Стихи про меня | страница 24



После я его видал всего однажды. Слава, в ши­роких белых джинсах и желтой рубахе, бежал в Дзинтари по улице Иомас, крича высокому муж­чине: "Скорее же, Мальвина, мы опаздываем!"

Для нас с Подниексом Северянин был не чу­жой, а "В шумном платье" мы знали наизусть. "Мы" — это значит, что Подниекс хотел научить­ся говорить по-русски без акцента, видимо, тог­да уже предполагая, что сделает всесоюзную кинокарьеру и снимет суперхит перестройки "Легко ли быть молодым?". С этой целью я наго­варивал на пленку в радиорубке километры сти­хов, а Юрка их зазубривал на слух. Северянин у нас проходил по высшей категории сложности, уже после проработки Есенина и Пушкина. И с родным-то русским непросто освоить "По аллее олуненной вы проходите морево". Одни назва­ния сборников чего стоят: "Качалка грёзэрки", "Поэзоантракт", "Вервэна", "Миррэлия". Знание русского не обязательно.

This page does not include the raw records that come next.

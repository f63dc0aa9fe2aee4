//! Test fixtures for the replication loop.
//!
//! Provides a view that records what the loop tells it, a fetch source
//! that replays a script, and helpers to build operations and dump files.

use parking_lot::Mutex;
use replidb_document::{doc, Document};
use replidb_oplog::{OpTime, Operation, OplogBatch};
use replidb_repl::{
    CancellationToken, FinishReason, OplogFetcher, ReplResult, ReplicationError, RollbackCause,
    SyncServiceView,
};
use std::collections::{HashMap, HashSet, VecDeque};
use std::io::Write;
use std::sync::atomic::{AtomicBool, AtomicUsize, Ordering};
use std::sync::Arc;
use std::time::Duration;
use tempfile::NamedTempFile;

/// Something a [`RecordingView`] was told.
#[derive(Debug, Clone, PartialEq)]
pub enum ViewEvent {
    /// An operation was accepted.
    Delivered(OpTime),
    /// A rollback was requested.
    Rollback(RollbackCause),
    /// The loop finished.
    Finished(FinishReason),
    /// The loop aborted; carries the error message.
    Aborted(String),
}

impl ViewEvent {
    /// Returns true for the three terminal notifications.
    pub fn is_terminal(&self) -> bool {
        !matches!(self, ViewEvent::Delivered(_))
    }
}

/// A [`SyncServiceView`] that records every call.
#[derive(Debug, Default)]
pub struct RecordingView {
    events: Mutex<Vec<ViewEvent>>,
    delivered: Mutex<Vec<Operation>>,
    scripted_failures: Mutex<HashMap<usize, ReplicationError>>,
    scripted_panics: Mutex<HashSet<usize>>,
    deliver_attempts: AtomicUsize,
    paused: AtomicBool,
}

impl RecordingView {
    /// Creates a view that accepts everything.
    pub fn new() -> Self {
        Self::default()
    }

    /// Makes the delivery attempt number `attempt` (zero-based, counting
    /// failed attempts too) fail with `error`.
    pub fn fail_delivery_at(&self, attempt: usize, error: ReplicationError) {
        self.scripted_failures.lock().insert(attempt, error);
    }

    /// Makes the delivery attempt number `attempt` panic, as an
    /// unclassified failure would.
    pub fn panic_on_delivery_at(&self, attempt: usize) {
        self.scripted_panics.lock().insert(attempt);
    }

    /// Sets what [`SyncServiceView::should_pause`] reports.
    pub fn set_paused(&self, paused: bool) {
        self.paused.store(paused, Ordering::SeqCst);
    }

    /// Every event in order.
    pub fn events(&self) -> Vec<ViewEvent> {
        self.events.lock().clone()
    }

    /// The terminal notifications received.
    pub fn terminal_events(&self) -> Vec<ViewEvent> {
        self.events
            .lock()
            .iter()
            .filter(|e| e.is_terminal())
            .cloned()
            .collect()
    }

    /// Accepted operations in order.
    pub fn delivered(&self) -> Vec<Operation> {
        self.delivered.lock().clone()
    }

    /// Optimes of accepted operations in order.
    pub fn delivered_optimes(&self) -> Vec<OpTime> {
        self.delivered.lock().iter().map(|op| op.optime).collect()
    }

    /// Number of delivery attempts, failed ones included.
    pub fn deliver_attempts(&self) -> usize {
        self.deliver_attempts.load(Ordering::SeqCst)
    }

    fn push(&self, event: ViewEvent) {
        self.events.lock().push(event);
    }
}

impl SyncServiceView for RecordingView {
    fn deliver(&self, op: &Operation, token: &CancellationToken) -> ReplResult<()> {
        token.check()?;
        let attempt = self.deliver_attempts.fetch_add(1, Ordering::SeqCst);
        if let Some(error) = self.scripted_failures.lock().remove(&attempt) {
            return Err(error);
        }
        if self.scripted_panics.lock().remove(&attempt) {
            panic!("delivery attempt {attempt} failed unexpectedly");
        }
        self.delivered.lock().push(op.clone());
        self.push(ViewEvent::Delivered(op.optime));
        Ok(())
    }

    fn rollback(&self, cause: RollbackCause) {
        self.push(ViewEvent::Rollback(cause));
    }

    fn await_until_unpaused(&self, token: &CancellationToken) -> ReplResult<()> {
        while self.should_pause() {
            token.sleep(Duration::from_millis(5))?;
        }
        Ok(())
    }

    fn should_pause(&self) -> bool {
        self.paused.load(Ordering::SeqCst)
    }

    fn await_until_all_fetched_are_applied(&self, token: &CancellationToken) -> ReplResult<()> {
        token.check()
    }

    fn fetch_finished(&self, reason: FinishReason) {
        self.push(ViewEvent::Finished(reason));
    }

    fn fetch_aborted(&self, error: ReplicationError) {
        self.push(ViewEvent::Aborted(error.to_string()));
    }
}

/// A fetch source that replays a fixed script, then reports the log
/// exhausted.
#[derive(Debug)]
pub struct ScriptedFetcher {
    script: VecDeque<ReplResult<OplogBatch>>,
    fetches: Arc<AtomicUsize>,
}

impl ScriptedFetcher {
    /// Creates a fetcher answering with `script` in order.
    pub fn new(script: impl IntoIterator<Item = ReplResult<OplogBatch>>) -> Self {
        Self {
            script: script.into_iter().collect(),
            fetches: Arc::new(AtomicUsize::new(0)),
        }
    }

    /// Counter of fetch calls, shared with the fetcher.
    pub fn fetch_counter(&self) -> Arc<AtomicUsize> {
        Arc::clone(&self.fetches)
    }
}

impl OplogFetcher for ScriptedFetcher {
    fn fetch(&mut self, token: &CancellationToken) -> ReplResult<OplogBatch> {
        token.check()?;
        self.fetches.fetch_add(1, Ordering::SeqCst);
        self.script
            .pop_front()
            .unwrap_or_else(|| Ok(OplogBatch::last()))
    }
}

/// Optime `(1, inc)`.
pub fn optime(inc: u32) -> OpTime {
    OpTime::new(1, inc)
}

/// A batch of `ops`.
pub fn batch(ops: Vec<Operation>, ready_for_more: bool) -> OplogBatch {
    OplogBatch::new(ops, ready_for_more)
}

/// `count` inserts of `{ _id: i, n: i }` with optimes `(1, 1)..=(1, count)`.
pub fn insert_ops(database: &str, collection: &str, count: u32) -> Vec<Operation> {
    (1..=count)
        .map(|i| {
            Operation::insert(
                optime(i),
                database,
                collection,
                doc! { "_id" => i64::from(i), "n" => i64::from(i) },
            )
            .with_hash(i64::from(i))
        })
        .collect()
}

/// Writes `ops` as a JSON-lines oplog dump.
pub fn oplog_dump_file(ops: &[Operation]) -> NamedTempFile {
    let mut file = NamedTempFile::new().expect("Failed to create temp file");
    for op in ops {
        let line = serde_json::to_string(&op.to_entry()).expect("Failed to encode entry");
        writeln!(file, "{line}").expect("Failed to write entry");
    }
    file.flush().expect("Failed to flush dump file");
    file
}

/// Writes raw oplog entry documents as a JSON-lines dump.
pub fn raw_dump_file(entries: &[Document]) -> NamedTempFile {
    let mut file = NamedTempFile::new().expect("Failed to create temp file");
    for entry in entries {
        let line = serde_json::to_string(entry).expect("Failed to encode entry");
        writeln!(file, "{line}").expect("Failed to write entry");
    }
    file.flush().expect("Failed to flush dump file");
    file
}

Редко бывает так точно известна дата начала писательской славы. 12 января 1910 года Лев Тол­стой случайно прочел стихотворение "Хабане­ра II". Безобидные, в сущности, строчки "Вонзите штопор в упругость пробки, — / И взоры женщин не будут робки!.." показались Толстому квинтэс­сенцией новой поэзии и привели в бешенство. Бешенство такого ньюсмейкера — общественное событие, российские СМИ широко откликнулись. Литературный процесс Северянина пошел.

Интеллигентные современники его презира­ли — как Чарскую, как потом Асадова. Современ­ники со вкусом растерянно недоумевали. С одной стороны, "неразвитость, безвкусица и пошлые словоновшества", с другой — "завидно чистая, свободно лившаяся поэтическая дикция" (Пас­тернак). Рядом: "Чудовищные неологизмы... Не чувствуя законов русского языка... Видит красо­ту в образе "галантерейности"..." — и "Стих его отличается сильной мускулатурой кузнечика. Безнадежно перепутав все культуры, поэт умеет иногда дать очаровательные формы хаосу, царя­щему в его представлении" (Мандельштам). В об­щем, получается по его, по-северянински, как он и обещает: "Я — соловей, и, кроме песен, / Нет пользы от меня иной. / Я так бессмысленно чу­десен, / Что Смысл склонился предо мной!"

Меня с самого первого чтения Северянина занимал вопрос: он это всерьез? Про фетэрку и резервэрку, чтоб ошедеврить и оперлить? И толь­ко однажды прочел о том, что все-таки не очень. Конечно, нельзя принимать за свидетельство его собственную декларацию "Ирония — вот мой ка­нон": мало ли было у него деклараций, да и ка­нонов. Но вот близкий друг Северянина перевод­чик Георгий Шенгели (именно ему тот слал стихи из Эстонии в 30-е, все надеясь опубликоваться в советской России; Шенгели хлопотал, но тщет­но) говорил: "Игорь обладал самым демониче­ским умом, какой я только встречал, — это был Александр Раевский, ставший стихотворцем; и все его стихи — сплошное издевательство над все­ми, и всем, и над собой... Игорь каждого видел насквозь... и всегда чувствовал себя умнее собе­седника — но это ощущение неуклонно сопряга­лось в нем с чувством презрения". Тем больше литературной чести Северянину: не Пиросмани салонной разновидности, а сознательный умелец-виртуоз.